I hope you are having a great day today. It has come to my notice that you are now interested in going into a relationship, and you are planning on getting married in a few years.
I must say congratulation that you have grown this much, but I really wonder if you have only grown in size or you also grew in understanding.
I hope you know you would have to stop being a mummy's boy if you are serious about getting it right in this relationship and marriage institution.
I have met some of your colleagues who decided to do what you are about to do in the past, but they lacked the understanding of what it meant for two people to come together as husband and wife, and today they are very much single again or currently having a lot of difficulties in their marriage.
Why I had to send you this letter right now is because I don't want you to make the same mistakes your peers have made over the years. I know as a mummy's boy, your mother comes first to you right now. She means the world to you, and she shouldn't stop meaning the world to you because through her, God gave you life.
And for the number of years you have been on this earth, she has made a lot of sacrifices for you, and it's okay to feel very attached to her, especially as a single parent (maybe). But if I don't tell you this truth, you will mess things up.
I want you to know that if you decide to date or even get married, there will be a few changes and adjustments that would need to be made. I know you love your mom, but the moment you get married, your wife becomes the most important person in your life.
I know this sounds somehow, but that is the truth. That is how the institution of marriage was designed to be. Kids too come and go, but the one you marry is the one that will be with you for the rest of your life.
According to God, the HOD of marriage. He said to seek God first, and other things will be added. He also said a man and woman would come together, become one, and whatever He (God) has joined, let no man put asunder.

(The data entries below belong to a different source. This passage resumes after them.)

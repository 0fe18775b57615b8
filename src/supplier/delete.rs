//! Supplier deletion endpoint.

use std::sync::{Arc, Mutex};

use axum::{
    extract::{FromRef, Path, State},
    response::{IntoResponse, Response},
};
use rusqlite::Connection;

use crate::{AppState, Error, alert::Alert, database_id::SupplierId, supplier::delete_supplier};

/// The state needed for deleting a supplier.
#[derive(Debug, Clone)]
pub struct DeleteSupplierState {
    pub db_connection: Arc<Mutex<Connection>>,
}

impl FromRef<AppState> for DeleteSupplierState {
    fn from_ref(state: &AppState) -> Self {
        Self {
            db_connection: state.db_connection.clone(),
        }
    }
}

/// Handle supplier deletion. Returns success alert or error.
pub async fn delete_supplier_endpoint(
    Path(supplier_id): Path<SupplierId>,
    State(state): State<DeleteSupplierState>,
) -> Response {
    let connection = match state.db_connection.lock() {
        Ok(connection) => connection,
        Err(error) => {
            tracing::error!("could not acquire database lock: {error}");
            return Error::DatabaseLockError.into_alert_response();
        }
    };

    match delete_supplier(supplier_id, &connection) {
        Ok(_) => Alert::SuccessSimple {
            message: "Supplier deleted successfully".to_owned(),
        }
        .into_response(),
        Err(Error::DeleteMissingSupplier) => Error::DeleteMissingSupplier.into_alert_response(),
        Err(error) => {
            tracing::error!(
                "An unexpected error occurred while deleting supplier {supplier_id}: {error}"
            );
            error.into_alert_response()
        }
    }
}
//! Fluxo is a web app for keeping the books of a small business: ledger
//! entries, suppliers, savings jars, credit card limits and cash-flow reports.
//!
//! This library provides a REST API that directly serves HTML pages.

#![warn(missing_docs)]

use std::{net::SocketAddr, time::Duration};

use axum_server::Handle;
use tokio::signal;

mod alert;
mod app_state;
mod card;
mod category;
mod database_id;
mod db;
mod endpoints;
mod entry;
mod error;
mod home;
mod html;
mod internal_server_error;
mod jar;
mod logging;
mod money;
mod name;
mod navigation;
mod not_found;
mod period;
mod report;
mod routing;
mod supplier;
mod timezone;

#[cfg(test)]
mod test_utils;

pub use app_state::AppState;
pub use card::{NewCard, create_card};
pub use category::{NewCategory, StatementLine, create_category};
pub use db::initialize as initialize_db;
pub use entry::{EntryKind, NewEntry, PaymentMethod, apply_entry_create};
pub use error::Error;
pub use jar::{NewJar, create_jar, transfer_to_jar};
pub use logging::{LOG_BODY_LENGTH_LIMIT, logging_middleware};
pub use name::Name;
pub use period::{CutoffDay, DEFAULT_CUTOFF_DAY};
pub use routing::build_router;
pub use supplier::{NewSupplier, TaxId, create_supplier};
pub use timezone::get_local_offset;

/// An async task that waits for either the ctrl+c or terminate signal, whichever comes first, and
/// then signals the server to shut down gracefully.
///
/// `handle` is a handle to an Axum `Server`.
pub async fn graceful_shutdown(handle: Handle<SocketAddr>) {
    let ctrl_c = async {
        if let Err(error) = signal::ctrl_c().await {
            tracing::error!("failed to install Ctrl+C handler: {error}");
            std::future::pending::<()>().await;
        }
    };

    #[cfg(unix)]
    let terminate = async {
        match signal::unix::signal(signal::unix::SignalKind::terminate()) {
            Ok(mut signal) => {
                signal.recv().await;
            }
            Err(error) => {
                tracing::error!("failed to install signal handler: {error}");
                std::future::pending::<()>().await;
            }
        }
    };

    #[cfg(not(unix))]
    let terminate = std::future::pending::<()>();

    tokio::select! {
        _ = ctrl_c => {
            tracing::debug!("Received ctrl+c signal.");
            handle.graceful_shutdown(Some(Duration::from_secs(1)));
        },
        _ = terminate => {
            tracing::debug!("Received terminate signal.");
            handle.graceful_shutdown(Some(Duration::from_secs(1)));
        },
    }
}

This means that to God, this is the marriage institution tree.
1. God
2. Your Spouse
3. Your kids
4. Your Family (Father, Mother, Sibling)
5. The rest of the world.
.
.
You remember you got the name tag mummy's boy because your mom dictates all you do in life. My mom said this. My mom said that. My mom won't like it. My mom won't agree.
Sir, if you don't learn how to stop this now, you may get married tomorrow, but you must get ready for a difficult marriage. The clash between mothers and daughter in law is most times due to the man not being mature enough to handle this situation.
I am not saying you should stop listening to your mother or parents in general or caring about them, but the truth is that the moment you say I do, your spouse becomes the most important person in your life. This means that you protect her, keep her safe on all levels, listen to her needs and concern, and her desires come first.
Some other people get married today and have kids and start to focus on their kids, forgetting who they married. I want to let you know that those kids will grow and still get married leaving you and your partner is still all you will have, and if you don't have a good relationship with her, you will understand the misery you have put yourself into.
Two has become one. You are your partner, and your partner is you just the way your father and mother are one, and they put each other above other things.
Something you should think about.
What if your father put your grandmother above your mother and your grandmother called the shots in your father's house, and you couldn't get all your mom wanted you to have because your father refused to give it to you because your grandmother said otherwise, as a kid how would you feel and who do you think your mother would feel not being able to do things for you because your father won't listen to her because of your grandmother. Think about it.
That's what it feels like when you allow your mom to decide what happens in your home. Your hurt your wife and kids. Be a man and run your home as a team with your wife. It's your home and not your mother's home.
The nuclear family tree is Husband, Wife, and Children. I can't find mother or father there. So grow up in understanding, sir. I hope this letter meets you well. Talk to you later.